Eric Wilson (born January 30, 1978) is an American former professional football player. He played college football as a defensive lineman at the University of Michigan from 1997 to 2000. He played professional football in the Canadian Football League, principally as a defensive tackle, for the Winnipeg Blue Bombers from 2002 to 2003 and 2006 and the Montreal Alouettes from 2007 to 2011. He won two Grey Cup championships with the Alouettes.

==Early life==
Wilson was born in 1978, grew up in Monroe, Michigan, and attended Monroe High School. He graduated in 1996.

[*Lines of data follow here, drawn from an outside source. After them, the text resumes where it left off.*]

use std::fmt;
use std::sync::Arc;

use tokio::time::Instant;
use tracing::{debug, info, warn};

use super::reconciler::{WatchOutcome, WatchReconciler};
use crate::error::Result;
use crate::sync::{DiskSyncEngine, SyncLogEntry, SyncResult};
use crate::vault::{is_disk_locator, is_image_path};

/// Counts from one [`ReconcilePass`].
#[derive(Debug, Clone, Copy, Default, PartialEq, Eq)]
pub struct ReconcileSummary {
    /// Records whose source was corrected to the vault holding the file.
    pub updated: usize,
    /// Records deleted because their file is gone.
    pub orphaned: usize,
    /// Untracked files adopted by a rescan.
    pub imported: usize,
}

/// Startup sweep between the store and the disk.
///
/// Records whose file no longer exists are deleted outright. This bypasses
/// undo history since there is nothing left to back up. Records whose
/// locator falls outside every authorised root are left alone.
pub struct ReconcilePass {
    reconciler: Arc<WatchReconciler>,
}

impl fmt::Debug for ReconcilePass {
    fn fmt(&self, f: &mut fmt::Formatter<'_>) -> fmt::Result {
        f.debug_struct("ReconcilePass").finish_non_exhaustive()
    }
}

impl ReconcilePass {
    pub fn new(reconciler: Arc<WatchReconciler>) -> Self {
        Self { reconciler }
    }

    fn engine(&self) -> &DiskSyncEngine {
        self.reconciler.engine()
    }

    /// Sweep orphans; with `rescan`, also import untracked images found
    /// directly inside each vault root.
    pub async fn run(&self, rescan: bool) -> Result<ReconcileSummary> {
        let started = Instant::now();
        let engine = self.engine();
        let store = engine.store();
        let provider = engine.provider();
        let layout = engine.layout().await?;
        let mut summary = ReconcileSummary::default();

        for mut record in store.list_images().await? {
            let Some(locator) = record.locator().filter(|src| is_disk_locator(src)) else {
                continue;
            };
            let path = match provider.real_path(locator).await {
                Ok(path) => path,
                Err(err) => {
                    debug!(id = %record.id, locator, error = %err, "reconcile skipped record");
                    continue;
                }
            };

            if !provider.exists(&path).await {
                store.delete_image(&record.id).await?;
                summary.orphaned += 1;
                engine.log().record(
                    SyncLogEntry::new("reconcile", &record.id, SyncResult::Ok)
                        .with_path(&path)
                        .with_reason("orphan_removed"),
                );
                continue;
            }

            if let Some(owner) = layout.roots.owner_of(&path)
                && owner != record.source_id
            {
                engine.log().record(
                    SyncLogEntry::new("reconcile", &record.id, SyncResult::Ok)
                        .with_path(&path)
                        .with_reason(format!("source {} -> {owner}", record.source_id)),
                );
                record.source_id = owner;
                store.put_image(record).await?;
                summary.updated += 1;
            }
        }

        if rescan {
            for (source, root) in layout.roots.iter() {
                let entries = match provider.read_dir(root).await {
                    Ok(entries) => entries,
                    Err(err) => {
                        warn!(source = %source, root = %root.display(), error = %err, "rescan could not list vault");
                        continue;
                    }
                };
                for path in entries.iter().filter(|path| is_image_path(path)) {
                    let hidden = path
                        .file_name()
                        .and_then(|name| name.to_str())
                        .is_some_and(|name| name.starts_with('.'));
                    if hidden {
                        continue;
                    }
                    match self.reconciler.handle_new_image(path).await {
                        Ok(WatchOutcome::Imported(_)) => summary.imported += 1,
                        Ok(_) => {}
                        Err(err) => debug!(path = %path.display(), error = %err, "rescan skipped file"),
                    }
                }
            }
        }

        info!(
            updated = summary.updated,
            orphaned = summary.orphaned,
            imported = summary.imported,
            elapsed_ms = started.elapsed().as_millis() as u64,
            "reconciliation pass complete"
        );
        Ok(summary)
    }
}

#[cfg(test)]
mod tests {
    use archivist_model::{ImageRecord, LibrarySource, SourceId};
    use std::path::PathBuf;

    use super::*;
    use crate::config::EngineConfig;
    use crate::event_gate::EventGate;
    use crate::provider::{FsProvider, InMemoryProvider};
    use crate::store::{InMemoryStore, LibraryStore};
    use crate::toast::NoopNotifier;

    fn pass() -> (ReconcilePass, Arc<InMemoryProvider>, Arc<InMemoryStore>) {
        let fs = Arc::new(InMemoryProvider::with_vault("/vault"));
        let store = Arc::new(InMemoryStore::new());
        let engine = Arc::new(DiskSyncEngine::new(
            fs.clone(),
            store.clone(),
            Arc::new(EventGate::default()),
            Arc::new(NoopNotifier),
            EngineConfig::default(),
        ));
        let reconciler = Arc::new(WatchReconciler::new(engine));
        (ReconcilePass::new(reconciler), fs, store)
    }

    #[tokio::test]
    async fn removes_orphans_and_keeps_present_files() {
        let (pass, fs, store) = pass();
        fs.insert_file("/vault/kept.png", b"k".to_vec());
        let kept = ImageRecord::new("kept").with_src("file:///vault/kept.png");
        let gone = ImageRecord::new("gone").with_src("file:///vault/gone.png");
        let memory = ImageRecord::new("memory");
        store
            .put_images(vec![kept.clone(), gone.clone(), memory.clone()])
            .await
            .unwrap();

        let summary = pass.run(false).await.unwrap();
        assert_eq!(summary.orphaned, 1);
        assert!(store.get_image(&kept.id).await.unwrap().is_some());
        assert!(store.get_image(&gone.id).await.unwrap().is_none());
        assert!(store.get_image(&memory.id).await.unwrap().is_some());
    }

    #[tokio::test]
    async fn corrects_sources_and_rescans_linked_folders() {
        let (pass, fs, store) = pass();
        let linked = LibrarySource::local_folder("Pictures", PathBuf::from("/pics"));
        fs.allow_list().add_root(std::path::Path::new("/pics"));
        store.put_source(linked.clone()).await.unwrap();

        fs.insert_file("/pics/tracked.png", b"t".to_vec());
        fs.insert_file("/pics/new.png", b"n".to_vec());
        fs.insert_file("/pics/readme.txt", b"r".to_vec());
        let tracked = ImageRecord::new("tracked")
            .with_src("file:///pics/tracked.png")
            .with_source(SourceId::internal());
        store.put_image(tracked.clone()).await.unwrap();

        let summary = pass.run(true).await.unwrap();
        assert_eq!(
            summary,
            ReconcileSummary {
                updated: 1,
                orphaned: 0,
                imported: 1
            }
        );
        let stored = store.get_image(&tracked.id).await.unwrap().unwrap();
        assert_eq!(stored.source_id, linked.id);
        assert!(fs.exists(std::path::Path::new("/pics/new.json")).await);
    }
}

==University of Michigan==
Wilson enrolled at the University of Michigan in 1996 and played college football for the Michigan Wolverines football teams from 1997 to 2000. After redshirting in 1996, Wilson appeared in eight games, none as a starter, for the undefeated 1997 Michigan Wolverines football team that finished the season ranked #1 in the final AP Poll. He started two games at defensive tackle in 1998 and seven in 1999. As a senior, he was a co-captain of the 2000 Michigan team and started five games at nose tackle. In four years at Michigan, Wilson recorded 78 tackles, two pass breakups, and three fumble recoveries.

==Professional football==
In April 2001, Wilson was signed by the Detroit Lions as an undrafted free agent in 2001. In 2002, Wilson signed with the Winnipeg Blue Bombers of the Canadian Football League (CFL). He played for the Blue Bombers as a defensive tackle from 2002 to 2003, spent two years with the Miami Dolphins in 2004 and 2005, and returned to Winnipeg in 2006. In 2007, Wilson was signed as a free agent by the Montreal Alouettes. He played five seasons for the Alouettes, playing on both offense and defense, from 2007 to 2011 and helped the team win consecutive Grey Cup championships in 2009 and 2010. He announced his retirement from football in May 2012.

==Family and later years==
Wilson is married, and he and his wife Janessa have a daughter, Kayliana, and a son, Ty. He lives in New York State.